HETCOR/HMQC (1H-13C correlations): Two sides of the same coin and which one is used is mostly instrument-dependent, depending on how the probe is set up. Shows which proton signals go with which carbons.
HMBC (1H-13C correlations): Shows the coupling of protons to carbons generally one or two carbons away (though it’s J-value dependent) from the carbon of attachment but not the carbon of attachment.
INADEQUATE (13C-13C correlations): Gives the coupling of every carbon to every other carbon. Highly powerful and the entire carbon skeleton can be pieced together from the INADEQUATE.
Then of course, there’s the other analytical techniques like infrared spectroscopy and even low-resolution MS can be helpful.
And, of course, you’re rarely trying to solve a structure without at least some idea of what you think you’ve got. If nothing else, you knew what you threw into the reaction to begin with. Unless something totally new happens (in which case you’re looking at a paper and possibly a new name reaction) there are only a handful of possibilities.

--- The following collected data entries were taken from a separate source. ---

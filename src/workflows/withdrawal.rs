//! Withdrawal workflows: move L2-escrowed funds back to L1
//!
//! Prepare is purely off-chain: it submits the dual-signed withdrawal to
//! the network, which moves the funds into the on-chain pending area.
//! Complete then executes the L1 transaction that releases them, routed by
//! registration generation (v3 balances sit under the Stark key, v4 under
//! the Ethereum address) and, for ERC721, by mintability.

use crate::api::types::{CreateWithdrawalRequest, CreateWithdrawalResponse,
    GetSignableWithdrawalRequest};
use crate::api::ImxApi;
use crate::config::ProviderConfiguration;
use crate::constants::{address_to_u256, minting_blob, parse_hex_bytes, parse_stark_key,
    parse_u256};
use crate::contracts::{ICore, IRegistration};
use crate::error::{Result, WorkflowError};
use crate::signer::{EthSigner, StarkSigner, TxRequest};
use crate::types::Token;
use crate::workflows::balance::{self, ResolvedWithdrawal, WithdrawalRoute};
use crate::workflows::registration;
use alloy::primitives::{Bytes, TxHash, U256};
use alloy::sol_types::SolCall;
use tracing::info;

/// Request, dual-sign and submit a withdrawal, returning the network's
/// withdrawal record. No L1 transaction is involved.
pub async fn prepare_withdrawal<A, E, S>(
    api: &A,
    eth_signer: &E,
    stark_signer: &S,
    token: &Token,
    amount: U256,
) -> Result<CreateWithdrawalResponse>
where
    A: ImxApi,
    E: EthSigner,
    S: StarkSigner,
{
    let eth_address = eth_signer.address().to_string();
    let signable = api
        .get_signable_withdrawal(GetSignableWithdrawalRequest {
            user: eth_address.clone(),
            token: token.to_signable(None),
            amount: token.signable_amount(amount),
        })
        .await?;

    let stark_signature = stark_signer.sign_message(&signable.payload_hash).await?;
    let eth_signature = eth_signer
        .sign_message(signable.signable_message.as_bytes())
        .await?;

    let request = CreateWithdrawalRequest::from_signable(signable, stark_signature);
    let response = api
        .create_withdrawal(request, &eth_address, &eth_signature)
        .await?;
    info!(withdrawal_id = response.withdrawal_id, "prepared withdrawal");
    Ok(response)
}

/// Execute the on-chain side of a prepared withdrawal.
pub async fn complete_withdrawal<A, E>(
    api: &A,
    signer: &E,
    config: &ProviderConfiguration,
    stark_public_key: &str,
    token: &Token,
) -> Result<TxHash>
where
    A: ImxApi,
    E: EthSigner,
{
    let resolved =
        balance::resolve_withdrawal(api, signer, config, stark_public_key, signer.address(), token)
            .await?;

    let route = resolved
        .balance
        .route()
        .ok_or(WorkflowError::NoBalanceToWithdraw)?;

    let hash = match route {
        WithdrawalRoute::Legacy => {
            complete_legacy(api, signer, config, stark_public_key, token, &resolved).await?
        }
        WithdrawalRoute::Current => {
            let owner_key = address_to_u256(signer.address());
            let data = withdraw_calldata(owner_key, token, &resolved)?;
            signer
                .send_transaction(TxRequest::new(config.core_contract_address, data))
                .await?
        }
    };
    info!(%hash, ?route, "submitted withdrawal completion");
    Ok(hash)
}

/// v3 path: funds sit under the Stark key. A registered key withdraws
/// straight from the core contract; an unregistered one goes through the
/// combined register-and-withdraw entry point with the operator signature.
async fn complete_legacy<A, E>(
    api: &A,
    signer: &E,
    config: &ProviderConfiguration,
    stark_public_key: &str,
    token: &Token,
    resolved: &ResolvedWithdrawal,
) -> Result<TxHash>
where
    A: ImxApi,
    E: EthSigner,
{
    let registered = registration::is_registered_onchain(
        signer,
        config.registration_contract_address,
        stark_public_key,
    )
    .await?;
    let stark_key = parse_stark_key(stark_public_key)?;

    if registered {
        let data = withdraw_calldata(stark_key, token, resolved)?;
        return signer
            .send_transaction(TxRequest::new(config.core_contract_address, data))
            .await;
    }

    let eth_address = signer.address();
    let signature =
        parse_hex_bytes(&registration::operator_signature(api, eth_address, stark_public_key).await?)?;

    let data: Bytes = match (token, &resolved.mintable) {
        (Token::Eth | Token::Erc20 { .. }, _) => IRegistration::registerAndWithdrawCall {
            ethKey: eth_address,
            starkKey: stark_key,
            signature,
            assetType: resolved.asset_type,
        }
        .abi_encode()
        .into(),
        (Token::Erc721 { token_id, .. }, None) => IRegistration::registerAndWithdrawNftCall {
            ethKey: eth_address,
            starkKey: stark_key,
            signature,
            assetType: resolved.asset_type,
            tokenId: parse_u256(token_id)?,
        }
        .abi_encode()
        .into(),
        (Token::Erc721 { .. }, Some(mint)) => IRegistration::registerWithdrawAndMintCall {
            ethKey: eth_address,
            starkKey: stark_key,
            signature,
            assetType: resolved.asset_type,
            mintingBlob: minting_blob(
                &mint.client_token_id,
                mint.blueprint.as_deref().unwrap_or_default(),
            ),
        }
        .abi_encode()
        .into(),
    };

    signer
        .send_transaction(TxRequest::new(config.registration_contract_address, data))
        .await
}

/// Plain core-contract withdrawal calldata for a registered owner key.
fn withdraw_calldata(owner_key: U256, token: &Token, resolved: &ResolvedWithdrawal) -> Result<Bytes> {
    let data: Bytes = match (token, &resolved.mintable) {
        (Token::Eth | Token::Erc20 { .. }, _) => ICore::withdrawCall {
            ownerKey: owner_key,
            assetType: resolved.asset_type,
        }
        .abi_encode()
        .into(),
        (Token::Erc721 { token_id, .. }, None) => ICore::withdrawNftCall {
            ownerKey: owner_key,
            assetType: resolved.asset_type,
            tokenId: parse_u256(token_id)?,
        }
        .abi_encode()
        .into(),
        (Token::Erc721 { .. }, Some(mint)) => ICore::withdrawAndMintCall {
            ownerKey: owner_key,
            assetType: resolved.asset_type,
            mintingBlob: minting_blob(
                &mint.client_token_id,
                mint.blueprint.as_deref().unwrap_or_default(),
            ),
        }
        .abi_encode()
        .into(),
    };
    Ok(data)
}
//! Immutable X REST API client
//!
//! The trait is the seam the workflows depend on; [`ImxApiClient`] is the
//! reqwest-backed implementation. Endpoints that finalize a signed operation
//! take the caller's Ethereum address and signature and send them as
//! `x-imx-eth-address` / `x-imx-eth-signature` headers.

pub mod types;

use serde::de::DeserializeOwned;
use serde::Serialize;
use std::future::Future;
use std::time::Duration;
use tracing::debug;
use types::*;

/// API failure modes. `Status` keeps the HTTP status so a 404 can be read as
/// the "not registered" / "not mintable" signal it is; every other status
/// propagates to the caller unchanged.
#[derive(Debug, thiserror::Error)]
pub enum ApiError {
    #[error("api request failed: {0}")]
    Http(#[from] reqwest::Error),

    #[error("{method} {path} returned {status}: {body}")]
    Status {
        method: &'static str,
        path: String,
        status: u16,
        body: String,
    },
}

impl ApiError {
    /// Whether the failure was an HTTP 404
    pub fn is_not_found(&self) -> bool {
        matches!(self, Self::Status { status: 404, .. })
    }
}

pub type ApiResult<T> = Result<T, ApiError>;

/// The REST surface the workflows consume.
pub trait ImxApi: Send + Sync {
    /// Look up the accounts registered for an Ethereum address.
    /// Returns a 404 `Status` error when the address is unknown.
    fn get_user(&self, eth_address: &str)
        -> impl Future<Output = ApiResult<GetUsersResponse>> + Send;

    fn get_signable_registration_offchain(
        &self,
        request: GetSignableRegistrationRequest,
    ) -> impl Future<Output = ApiResult<GetSignableRegistrationOffchainResponse>> + Send;

    fn get_signable_registration_onchain(
        &self,
        request: GetSignableRegistrationRequest,
    ) -> impl Future<Output = ApiResult<GetSignableRegistrationResponse>> + Send;

    fn register_user(
        &self,
        request: RegisterUserRequest,
    ) -> impl Future<Output = ApiResult<RegisterUserResponse>> + Send;

    fn get_token_details(
        &self,
        token_address: &str,
    ) -> impl Future<Output = ApiResult<TokenDetailsResponse>> + Send;

    fn encode_asset(
        &self,
        request: EncodeAssetRequest,
    ) -> impl Future<Output = ApiResult<EncodeAssetResponse>> + Send;

    /// Look up a mintable token by collection address and client token id.
    /// Returns a 404 `Status` error when the token is a plain, already
    /// minted ERC721.
    fn get_mintable_token(
        &self,
        token_address: &str,
        token_id: &str,
    ) -> impl Future<Output = ApiResult<MintableTokenResponse>> + Send;

    fn get_signable_deposit(
        &self,
        request: GetSignableDepositRequest,
    ) -> impl Future<Output = ApiResult<GetSignableDepositResponse>> + Send;

    fn get_signable_withdrawal(
        &self,
        request: GetSignableWithdrawalRequest,
    ) -> impl Future<Output = ApiResult<GetSignableWithdrawalResponse>> + Send;

    fn create_withdrawal(
        &self,
        request: CreateWithdrawalRequest,
        eth_address: &str,
        eth_signature: &str,
    ) -> impl Future<Output = ApiResult<CreateWithdrawalResponse>> + Send;

    fn get_signable_order(
        &self,
        request: GetSignableOrderRequest,
    ) -> impl Future<Output = ApiResult<GetSignableOrderResponse>> + Send;

    fn create_order(
        &self,
        request: CreateOrderRequest,
        eth_address: &str,
        eth_signature: &str,
    ) -> impl Future<Output = ApiResult<CreateOrderResponse>> + Send;

    fn get_signable_cancel_order(
        &self,
        order_id: u64,
    ) -> impl Future<Output = ApiResult<GetSignableCancelOrderResponse>> + Send;

    fn cancel_order(
        &self,
        request: CancelOrderRequest,
        eth_address: &str,
        eth_signature: &str,
    ) -> impl Future<Output = ApiResult<CancelOrderResponse>> + Send;

    fn get_signable_trade(
        &self,
        request: GetSignableTradeRequest,
    ) -> impl Future<Output = ApiResult<GetSignableTradeResponse>> + Send;

    fn create_trade(
        &self,
        request: CreateTradeRequest,
        eth_address: &str,
        eth_signature: &str,
    ) -> impl Future<Output = ApiResult<CreateTradeResponse>> + Send;

    fn get_signable_transfer(
        &self,
        request: GetSignableTransferV1Request,
    ) -> impl Future<Output = ApiResult<GetSignableTransferV1Response>> + Send;

    fn create_transfer(
        &self,
        request: CreateTransferV1Request,
        eth_address: &str,
        eth_signature: &str,
    ) -> impl Future<Output = ApiResult<CreateTransferV1Response>> + Send;

    fn get_signable_transfer_batch(
        &self,
        request: GetSignableTransferV2Request,
    ) -> impl Future<Output = ApiResult<GetSignableTransferV2Response>> + Send;

    fn create_transfer_batch(
        &self,
        request: CreateTransferV2Request,
        eth_address: &str,
        eth_signature: &str,
    ) -> impl Future<Output = ApiResult<CreateTransferV2Response>> + Send;

    fn get_signable_exchange_transfer(
        &self,
        exchange_id: u64,
        request: GetSignableTransferV1Request,
    ) -> impl Future<Output = ApiResult<GetSignableTransferV1Response>> + Send;

    fn create_exchange_transfer(
        &self,
        exchange_id: u64,
        request: CreateTransferV1Request,
        eth_address: &str,
        eth_signature: &str,
    ) -> impl Future<Output = ApiResult<CreateExchangeTransferResponse>> + Send;
}

/// HTTP client for the public Immutable X API
pub struct ImxApiClient {
    base_url: String,
    client: reqwest::Client,
}

impl ImxApiClient {
    /// Create a new client against an API base URL
    pub fn new(base_url: impl Into<String>) -> Self {
        let base_url = base_url.into();
        Self {
            base_url: base_url.trim_end_matches('/').to_string(),
            client: reqwest::Client::builder()
                .timeout(Duration::from_secs(30))
                .use_rustls_tls()
                .build()
                .expect("failed to build HTTP client"),
        }
    }

    fn url(&self, path: &str) -> String {
        format!("{}{}", self.base_url, path)
    }

    async fn get_json<T: DeserializeOwned>(&self, path: &str) -> ApiResult<T> {
        debug!(path, "GET");
        let response = self.client.get(self.url(path)).send().await?;
        decode("GET", path, response).await
    }

    async fn post_json<B: Serialize + ?Sized, T: DeserializeOwned>(
        &self,
        path: &str,
        body: &B,
        auth: Option<(&str, &str)>,
    ) -> ApiResult<T> {
        debug!(path, "POST");
        let mut request = self.client.post(self.url(path)).json(body);
        if let Some((eth_address, eth_signature)) = auth {
            request = request
                .header("x-imx-eth-address", eth_address)
                .header("x-imx-eth-signature", eth_signature);
        }
        let response = request.send().await?;
        decode("POST", path, response).await
    }

    async fn delete_json<B: Serialize + ?Sized, T: DeserializeOwned>(
        &self,
        path: &str,
        body: &B,
        auth: Option<(&str, &str)>,
    ) -> ApiResult<T> {
        debug!(path, "DELETE");
        let mut request = self.client.delete(self.url(path)).json(body);
        if let Some((eth_address, eth_signature)) = auth {
            request = request
                .header("x-imx-eth-address", eth_address)
                .header("x-imx-eth-signature", eth_signature);
        }
        let response = request.send().await?;
        decode("DELETE", path, response).await
    }
}

async fn decode<T: DeserializeOwned>(
    method: &'static str,
    path: &str,
    response: reqwest::Response,
) -> ApiResult<T> {
    let status = response.status();
    if !status.is_success() {
        let body = response.text().await.unwrap_or_default();
        return Err(ApiError::Status {
            method,
            path: path.to_string(),
            status: status.as_u16(),
            body,
        });
    }
    Ok(response.json().await?)
}

impl ImxApi for ImxApiClient {
    async fn get_user(&self, eth_address: &str) -> ApiResult<GetUsersResponse> {
        self.get_json(&format!("/v1/users/{eth_address}")).await
    }

    async fn get_signable_registration_offchain(
        &self,
        request: GetSignableRegistrationRequest,
    ) -> ApiResult<GetSignableRegistrationOffchainResponse> {
        self.post_json("/v1/signable-registration-offchain", &request, None)
            .await
    }

    async fn get_signable_registration_onchain(
        &self,
        request: GetSignableRegistrationRequest,
    ) -> ApiResult<GetSignableRegistrationResponse> {
        self.post_json("/v1/signable-registration", &request, None)
            .await
    }

    async fn register_user(&self, request: RegisterUserRequest) -> ApiResult<RegisterUserResponse> {
        self.post_json("/v1/users", &request, None).await
    }

    async fn get_token_details(&self, token_address: &str) -> ApiResult<TokenDetailsResponse> {
        self.get_json(&format!("/v1/tokens/{token_address}")).await
    }

    async fn encode_asset(&self, request: EncodeAssetRequest) -> ApiResult<EncodeAssetResponse> {
        let path = if request.token.is_mintable() {
            "/v1/encode/mintable-asset"
        } else {
            "/v1/encode/asset"
        };
        self.post_json(path, &request, None).await
    }

    async fn get_mintable_token(
        &self,
        token_address: &str,
        token_id: &str,
    ) -> ApiResult<MintableTokenResponse> {
        self.get_json(&format!("/v1/mintable-token/{token_address}/{token_id}"))
            .await
    }

    async fn get_signable_deposit(
        &self,
        request: GetSignableDepositRequest,
    ) -> ApiResult<GetSignableDepositResponse> {
        self.post_json("/v1/signable-deposit-details", &request, None)
            .await
    }

    async fn get_signable_withdrawal(
        &self,
        request: GetSignableWithdrawalRequest,
    ) -> ApiResult<GetSignableWithdrawalResponse> {
        self.post_json("/v2/signable-withdrawal-details", &request, None)
            .await
    }

    async fn create_withdrawal(
        &self,
        request: CreateWithdrawalRequest,
        eth_address: &str,
        eth_signature: &str,
    ) -> ApiResult<CreateWithdrawalResponse> {
        self.post_json("/v2/withdrawals", &request, Some((eth_address, eth_signature)))
            .await
    }

    async fn get_signable_order(
        &self,
        request: GetSignableOrderRequest,
    ) -> ApiResult<GetSignableOrderResponse> {
        self.post_json("/v3/signable-order-details", &request, None)
            .await
    }

    async fn create_order(
        &self,
        request: CreateOrderRequest,
        eth_address: &str,
        eth_signature: &str,
    ) -> ApiResult<CreateOrderResponse> {
        self.post_json("/v3/orders", &request, Some((eth_address, eth_signature)))
            .await
    }

    async fn get_signable_cancel_order(
        &self,
        order_id: u64,
    ) -> ApiResult<GetSignableCancelOrderResponse> {
        self.post_json(
            "/v3/signable-cancel-order-details",
            &serde_json::json!({ "order_id": order_id }),
            None,
        )
        .await
    }

    async fn cancel_order(
        &self,
        request: CancelOrderRequest,
        eth_address: &str,
        eth_signature: &str,
    ) -> ApiResult<CancelOrderResponse> {
        self.delete_json(
            &format!("/v3/orders/{}", request.order_id),
            &request,
            Some((eth_address, eth_signature)),
        )
        .await
    }

    async fn get_signable_trade(
        &self,
        request: GetSignableTradeRequest,
    ) -> ApiResult<GetSignableTradeResponse> {
        self.post_json("/v3/signable-trade-details", &request, None)
            .await
    }

    async fn create_trade(
        &self,
        request: CreateTradeRequest,
        eth_address: &str,
        eth_signature: &str,
    ) -> ApiResult<CreateTradeResponse> {
        self.post_json("/v3/trades", &request, Some((eth_address, eth_signature)))
            .await
    }

    async fn get_signable_transfer(
        &self,
        request: GetSignableTransferV1Request,
    ) -> ApiResult<GetSignableTransferV1Response> {
        self.post_json("/v1/signable-transfer-details", &request, None)
            .await
    }

    async fn create_transfer(
        &self,
        request: CreateTransferV1Request,
        eth_address: &str,
        eth_signature: &str,
    ) -> ApiResult<CreateTransferV1Response> {
        self.post_json("/v1/transfers", &request, Some((eth_address, eth_signature)))
            .await
    }

    async fn get_signable_transfer_batch(
        &self,
        request: GetSignableTransferV2Request,
    ) -> ApiResult<GetSignableTransferV2Response> {
        self.post_json("/v2/signable-transfer-details", &request, None)
            .await
    }

    async fn create_transfer_batch(
        &self,
        request: CreateTransferV2Request,
        eth_address: &str,
        eth_signature: &str,
    ) -> ApiResult<CreateTransferV2Response> {
        self.post_json("/v2/transfers", &request, Some((eth_address, eth_signature)))
            .await
    }

    async fn get_signable_exchange_transfer(
        &self,
        exchange_id: u64,
        request: GetSignableTransferV1Request,
    ) -> ApiResult<GetSignableTransferV1Response> {
        self.post_json(
            &format!("/v2/exchanges/{exchange_id}/signable-transfer-details"),
            &request,
            None,
        )
        .await
    }

    async fn create_exchange_transfer(
        &self,
        exchange_id: u64,
        request: CreateTransferV1Request,
        eth_address: &str,
        eth_signature: &str,
    ) -> ApiResult<CreateExchangeTransferResponse> {
        self.post_json(
            &format!("/v2/exchanges/{exchange_id}/transfers"),
            &request,
            Some((eth_address, eth_signature)),
        )
        .await
    }
}
//! Transfer workflows: off-chain signed asset movement
//!
//! Single transfers, batch transfers and exchange transfers share one
//! shape: fetch a signable response, sign its message with L1 and its
//! payload hash(es) with L2, submit with the response fields echoed
//! verbatim.

use crate::api::types::{CreateExchangeTransferResponse, CreateTransferV1Request,
    CreateTransferV1Response, CreateTransferV2Request, CreateTransferV2Response,
    GetSignableTransferV1Request, GetSignableTransferV2Request, SignableTransferDetails,
    TransferRequestItem};
use crate::api::ImxApi;
use crate::error::Result;
use crate::signer::{EthSigner, StarkSigner};
use crate::types::TransferParams;
use tracing::info;

/// Transfer one asset to one receiver.
pub async fn transfer<A, E, S>(
    api: &A,
    eth_signer: &E,
    stark_signer: &S,
    params: &TransferParams,
) -> Result<CreateTransferV1Response>
where
    A: ImxApi,
    E: EthSigner,
    S: StarkSigner,
{
    let eth_address = eth_signer.address().to_string();
    let signable = api
        .get_signable_transfer(GetSignableTransferV1Request {
            sender: eth_address.clone(),
            token: params.token.to_signable(None),
            amount: params.signable_amount(),
            receiver: params.receiver.to_string(),
        })
        .await?;

    let eth_signature = eth_signer
        .sign_message(signable.signable_message.as_bytes())
        .await?;
    let stark_signature = stark_signer.sign_message(&signable.payload_hash).await?;

    let request = CreateTransferV1Request::from_signable(signable, stark_signature);
    let response = api
        .create_transfer(request, &eth_address, &eth_signature)
        .await?;
    info!(transfer_id = response.transfer_id, "submitted transfer");
    Ok(response)
}

/// Transfer N assets in one request. The L1 signer signs the batch's
/// combined message once; the L2 signer signs each item's payload hash in
/// request order.
pub async fn batch_transfer<A, E, S>(
    api: &A,
    eth_signer: &E,
    stark_signer: &S,
    transfers: &[TransferParams],
) -> Result<CreateTransferV2Response>
where
    A: ImxApi,
    E: EthSigner,
    S: StarkSigner,
{
    let eth_address = eth_signer.address().to_string();
    let signable_requests = transfers
        .iter()
        .map(|params| SignableTransferDetails {
            amount: params.signable_amount(),
            token: params.token.to_signable(None),
            receiver: params.receiver.to_string(),
        })
        .collect();

    let signable = api
        .get_signable_transfer_batch(GetSignableTransferV2Request {
            sender_ether_key: eth_address.clone(),
            signable_requests,
        })
        .await?;

    let eth_signature = eth_signer
        .sign_message(signable.signable_message.as_bytes())
        .await?;

    let mut requests = Vec::with_capacity(signable.signable_responses.len());
    for details in signable.signable_responses {
        let stark_signature = stark_signer.sign_message(&details.payload_hash).await?;
        requests.push(TransferRequestItem::from_signable(details, stark_signature));
    }

    let response = api
        .create_transfer_batch(
            CreateTransferV2Request {
                sender_stark_key: signable.sender_stark_key,
                requests,
            },
            &eth_address,
            &eth_signature,
        )
        .await?;
    info!(count = response.transfer_ids.len(), "submitted batch transfer");
    Ok(response)
}

/// Transfer one asset into an exchange's deposit flow.
pub async fn exchange_transfer<A, E, S>(
    api: &A,
    eth_signer: &E,
    stark_signer: &S,
    exchange_id: u64,
    params: &TransferParams,
) -> Result<CreateExchangeTransferResponse>
where
    A: ImxApi,
    E: EthSigner,
    S: StarkSigner,
{
    let eth_address = eth_signer.address().to_string();
    let signable = api
        .get_signable_exchange_transfer(
            exchange_id,
            GetSignableTransferV1Request {
                sender: eth_address.clone(),
                token: params.token.to_signable(None),
                amount: params.signable_amount(),
                receiver: params.receiver.to_string(),
            },
        )
        .await?;

    let eth_signature = eth_signer
        .sign_message(signable.signable_message.as_bytes())
        .await?;
    let stark_signature = stark_signer.sign_message(&signable.payload_hash).await?;

    let request = CreateTransferV1Request::from_signable(signable, stark_signature);
    let response = api
        .create_exchange_transfer(exchange_id, request, &eth_address, &eth_signature)
        .await?;
    info!(
        transfer_id = response.transfer_id,
        exchange_id, "submitted exchange transfer"
    );
    Ok(response)
}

Nice post, asterion, I learned a lot from it.
It’s very tangential, but I’m dying to know: is INADEQUATE an acronym for something? Who would choose such a… <resist posting the obvious> well, unfortunate choice to describe a software product?
I recommend Asimov’s book Today And tomorrow which contains several essays describing how it got started, beginning with the ancient “elements” of Earth Air Fire and Water, and describing how the first steps in modern chemistry were made. It’s very readable. Asimov had a gift of making the most difficult concepts understandable.
Many NMR experiments have been given names that translate out to cutesy acronyms. INADEQUATE actually stands for Incredible Natural Abundance Double Quantum Transfer. There are many experiments out there, I just listed the ones I would be most likely to use. There’s also the NOESY which uses the Nuclear Overhauser Effect in 2-D to give information about stereochemistry.
To be fair, COSY doesn’t give all couplings, just all couplings within spin systems. TOCSY (total correlation spectroscopy) gives all couplings, but that’s more of a biochemistry technique.
That’s nothing for acronyms. The NMR guys practically a competition for creating memorable acronyms. Among them are:
PENIS Proton-Enhanced Nuclear Induction Spectroscopy (NMR technique)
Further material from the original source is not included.